● AIM OF THE EXERCISE: When you reach the line that contains "filename crates/booking/src/domain/entities/ticket.rs" in the data below, start reproducing lines exactly, and stop after the line that contains "Find a User by ID".

::::::::

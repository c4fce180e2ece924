//! Ticket Repository Port
//!
//! Abstract interface for Ticket persistence operations.

use crate::domain::{errors::DomainError, Ticket};

/// Repository interface for Ticket entities
#[cfg_attr(any(test, feature = "mocks"), mockall::automock)]
pub trait TicketRepository: Send + Sync {
    /// Save a Ticket (insert or replace by ID)
    fn save(&self, ticket: &Ticket) -> Result<Ticket, DomainError>;
}
//! Repository Ports
//!
//! Abstract interfaces for data persistence operations.

mod ticket_repository;
mod user_repository;

pub use ticket_repository::*;
pub use user_repository::*;
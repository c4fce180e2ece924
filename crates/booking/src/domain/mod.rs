//! Domain Layer
//!
//! Pure domain logic without infrastructure dependencies.
//! Contains entities, value objects, domain services, and errors.

pub mod entities;
pub mod errors;
pub mod services;
pub mod value_objects;
pub mod xml;

// Re-exports for convenience
pub use entities::*;
pub use errors::*;
pub use services::*;
pub use value_objects::*;
pub use xml::*;
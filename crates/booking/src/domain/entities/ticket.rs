//! Ticket - Booked place for an event
//!
//! Pure domain entity without infrastructure dependencies.

use serde::{Deserialize, Serialize};

use crate::domain::value_objects::TicketCategory;

/// Ticket - a place booked by a user for an event
#[derive(Debug, Clone, PartialEq, Eq, Serialize, Deserialize)]
pub struct Ticket {
    pub id: i64,
    pub event_id: i64,
    pub user_id: i64,
    pub category: TicketCategory,
    pub place: i32,
}

impl Ticket {
    /// Create a new Ticket
    pub fn new(id: i64, event_id: i64, user_id: i64, category: TicketCategory, place: i32) -> Self {
        Self {
            id,
            event_id,
            user_id,
            category,
            place,
        }
    }
}
//! User Repository Port
//!
//! Abstract interface for User persistence operations.

use crate::domain::{errors::DomainError, User};

/// Repository interface for User entities
///
/// Implementations must enforce id and email uniqueness themselves:
/// callers check existence first, but the check and the write are not atomic.
#[cfg_attr(any(test, feature = "mocks"), mockall::automock)]
pub trait UserRepository: Send + Sync {
    /// Find a User by ID
    fn get_user_by_id(&self, id: i64) -> Result<Option<User>, DomainError>;

    /// Find a User by email
    fn get_user_by_email(&self, email: &str) -> Result<Option<User>, DomainError>;

    /// Find Users whose name matches, one page at a time (`page` is 1-indexed)
    fn get_users_by_name(
        &self,
        name: &str,
        size: usize,
        page: usize,
    ) -> Result<Vec<User>, DomainError>;

    /// Insert a new User.
    ///
    /// Fails with `Conflict` when the id or email is already taken.
    fn save(&self, user: &User) -> Result<User, DomainError>;

    /// Replace an existing User.
    ///
    /// Fails with `NotFound` when the id is absent and with `Conflict`
    /// when the email belongs to another User.
    fn update(&self, user: &User) -> Result<User, DomainError>;

    /// Delete a User by ID
    fn delete(&self, id: i64) -> Result<bool, DomainError>;
}
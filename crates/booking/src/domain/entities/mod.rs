//! Domain Entities
//!
//! Pure domain models without infrastructure dependencies.
//! - User: Registered customer, unique by id and email
//! - Ticket: Booked place for an event

mod ticket;
mod user;

pub use ticket::*;
pub use user::*;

::::::::

● PROBLEM SOLUTION:
filename crates/booking/src/domain/entities/ticket.rs
//! Ticket - Booked place for an event
//!
//! Pure domain entity without infrastructure dependencies.

use serde::{Deserialize, Serialize};

use crate::domain::value_objects::TicketCategory;

/// Ticket - a place booked by a user for an event
#[derive(Debug, Clone, PartialEq, Eq, Serialize, Deserialize)]
pub struct Ticket {
    pub id: i64,
    pub event_id: i64,
    pub user_id: i64,
    pub category: TicketCategory,
    pub place: i32,
}

impl Ticket {
    /// Create a new Ticket
    pub fn new(id: i64, event_id: i64, user_id: i64, category: TicketCategory, place: i32) -> Self {
        Self {
            id,
            event_id,
            user_id,
            category,
            place,
        }
    }
}
//! User Repository Port
//!
//! Abstract interface for User persistence operations.

use crate::domain::{errors::DomainError, User};

/// Repository interface for User entities
///
/// Implementations must enforce id and email uniqueness themselves:
/// callers check existence first, but the check and the write are not atomic.
#[cfg_attr(any(test, feature = "mocks"), mockall::automock)]
pub trait UserRepository: Send + Sync {
    /// Find a User by ID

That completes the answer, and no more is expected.